From UE 5.5 onwards, Epic Games introduced a layer that makes it easier to maintain WebRTC internally, allowing Pixel Streaming 2 plugin to began shipping with Unreal Engine.

== Reception ==
Unreal Engine 5 has been credited with allowing developers to create games using higher fidelity assets via Nanite with more realistic lighting via Lumen. Gaming outlets credited UE5 for its use in multiple games from 2023 to 2025 including Black Myth: Wukong, ARC Raiders, Remnant 2, Senua's Saga: Hellblade II and Avowed. It has also been praised for allowing smaller independent and AA developers to achieve similar levels of graphical fidelity as larger studios. For example, Sandfall Interactive's debut title and 2025 Game of the Year Clair Obscur: Expedition 33 utilized many features like Lumen, Nanite and MetaHuman, to assist in keeping the development process more focused on the elements that would have the most impact on the player experience.

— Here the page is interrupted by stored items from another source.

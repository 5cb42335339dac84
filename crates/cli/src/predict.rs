//! `matplan train` and `matplan predict`.

use std::path::PathBuf;

use clap::Args;

use matplan_predict::{categorize_check_type, find_similar_checks, MaterialPredictor, PredictionInput};

use crate::inputs;
use crate::util::{format_currency, format_number, pad_right};
use crate::CliError;

/// Upcoming C-check; omitted values use the model's reference check.
#[derive(Args)]
pub struct CheckArgs {
    /// Aircraft type [default: A320S]
    #[arg(long = "ac-type")]
    ac_type: Option<String>,

    /// Maintenance station [default: TLLM]
    #[arg(long)]
    station: Option<String>,

    /// Total aircraft hours [default: 10000]
    #[arg(long)]
    hours: Option<f64>,

    /// Total aircraft cycles [default: 5000]
    #[arg(long)]
    cycles: Option<f64>,

    /// End-of-lease check
    #[arg(long)]
    eol: bool,

    /// Planned duration in days [default: 18]
    #[arg(long)]
    duration: Option<f64>,

    /// Number of planned parts [default: 0]
    #[arg(long = "planned-parts")]
    planned_parts: Option<usize>,

    /// Planned material cost [default: 0]
    #[arg(long = "planned-cost")]
    planned_cost: Option<f64>,
}

impl CheckArgs {
    fn into_input(self) -> PredictionInput {
        let d = PredictionInput::default();
        PredictionInput {
            ac_typ: self.ac_type.unwrap_or(d.ac_typ),
            aircraft_hours: self.hours.unwrap_or(d.aircraft_hours),
            aircraft_cycles: self.cycles.unwrap_or(d.aircraft_cycles),
            is_eol: self.eol,
            station: self.station.unwrap_or(d.station),
            duration_days: self.duration.unwrap_or(d.duration_days),
            planned_parts_count: self.planned_parts.unwrap_or(d.planned_parts_count),
            planned_cost: self.planned_cost.unwrap_or(d.planned_cost),
        }
    }
}

fn to_json<T: serde::Serialize>(value: &T) -> Result<String, CliError> {
    serde_json::to_string_pretty(value).map_err(|e| CliError::general(format!("JSON serialization error: {e}")))
}

pub fn cmd_train(config: PathBuf, model: PathBuf, json: bool) -> Result<(), CliError> {
    let session = inputs::open(&config)?;
    let view = session.dashboard.require_master_view()?;
    let predictor = MaterialPredictor::train(view, &session.dashboard.config().predictor)?;
    predictor.save(&model)?;
    eprintln!("wrote {}", model.display());

    let stats = predictor.stats();
    let importance = predictor.feature_importance();
    if json {
        let importance: serde_json::Map<String, serde_json::Value> = importance
            .iter()
            .map(|(label, v)| (label.to_string(), serde_json::json!(v)))
            .collect();
        let out = serde_json::json!({
            "model": model.display().to_string(),
            "stats": stats,
            "planning_accuracy_factor": predictor.planning_accuracy_factor(),
            "feature_importance": importance,
        });
        println!("{}", to_json(&out)?);
        return Ok(());
    }

    println!("Trained on {} C-checks", stats.n_samples);
    println!(
        "  cross-validated R²  {:.3} (+/- {:.3}, {} folds)",
        stats.cv_mean_r2, stats.cv_std_r2, stats.cv_folds
    );
    println!(
        "  parts per check     mean {:.1}, std {:.1}, range {}-{}",
        stats.target_mean, stats.target_std, stats.target_min, stats.target_max
    );
    println!("  planning accuracy factor  {:.2}", predictor.planning_accuracy_factor());
    println!("Feature importance");
    for (label, v) in &importance {
        println!("  {}  {:.3}", pad_right(label, 20), v);
    }
    Ok(())
}

pub fn cmd_predict(
    config: PathBuf,
    model: PathBuf,
    check: CheckArgs,
    similar: usize,
    json: bool,
) -> Result<(), CliError> {
    let predictor = MaterialPredictor::load(&model)?;
    let input = check.into_input();
    let prediction = predictor
        .predict_with_fallback(&input, Some(input.planned_parts_count))
        .ok_or_else(|| CliError::general("no prediction available: model has no training statistics"))?;

    let session = inputs::open(&config)?;
    let similar_checks = session
        .dashboard
        .master_view()
        .map(|view| find_similar_checks(view, &input, similar))
        .unwrap_or_default();

    if json {
        let out = serde_json::json!({
            "input": input,
            "prediction": prediction,
            "similar_checks": similar_checks,
        });
        println!("{}", to_json(&out)?);
        return Ok(());
    }

    println!(
        "{} parts (range {}-{}), confidence {:.1}%",
        prediction.prediction, prediction.ci_lower, prediction.ci_upper, prediction.confidence
    );
    println!("  method: {}", prediction.method);
    println!("  {}", prediction.explanation);

    if !similar_checks.is_empty() {
        println!("Similar historical C-checks");
        for c in &similar_checks {
            println!(
                "  {}  {}  {}  {}  {}  parts {:>6}  cost {:>8}  score {}",
                pad_right(c.wpno.as_deref().unwrap_or("-"), 12),
                pad_right(c.ac_registr.as_deref().unwrap_or("-"), 8),
                pad_right(c.ac_typ.as_deref().unwrap_or("-"), 6),
                pad_right(categorize_check_type(c.check_type.as_deref()), 7),
                pad_right(c.station.as_deref().unwrap_or("-"), 6),
                format_number(Some(c.consumed_parts_count as f64)),
                format_currency(Some(c.consumed_cost)),
                c.similarity_score,
            );
        }
    }
    Ok(())
}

The engine has been blamed for certain types of performance issues, namely shader compilation stutter and traversal stutter—frame-time jumps that occur when a player's actions cause more entities to load into the game, although not all UE5 games display these issues to the same degree. Additionally, the use of temporal anti-aliasing, which is enabled by default, can in some cases lead to blur. Epic Games has acknowledged the shader compilation issue and has created a new system to better identify which shaders to precompile. CD Projekt, meanwhile, is working on a custom system that improves entity loading for The Witcher IV, parts of which may be upstreamed to Unreal Engine itself.

== Licensing ==
Unreal Engine 5 retains the royalty model started with Unreal Engine 4, with developers returning 5% of gross revenues to Epic Games, although this fee is waived for sales made through the Epic Games Store (EGS). Further, Epic announced alongside Unreal Engine 5 that they will not take any fee from games using any version of Unreal Engine for the first in gross revenue, retroactive to January 1, 2020. In October 2024, Epic lowered royalties to 3.5% on sales of games outside EGS if they list the game on EGS as well. The source code for Unreal Engine 5 is available on GitHub.

Epic unveiled per-seat licensing of the Unreal Engine, starting in April 2024, for its runtime use with non-gaming applications such as in film and television production if their revenues exceed $1 million, with each seat costing $1,850 per year.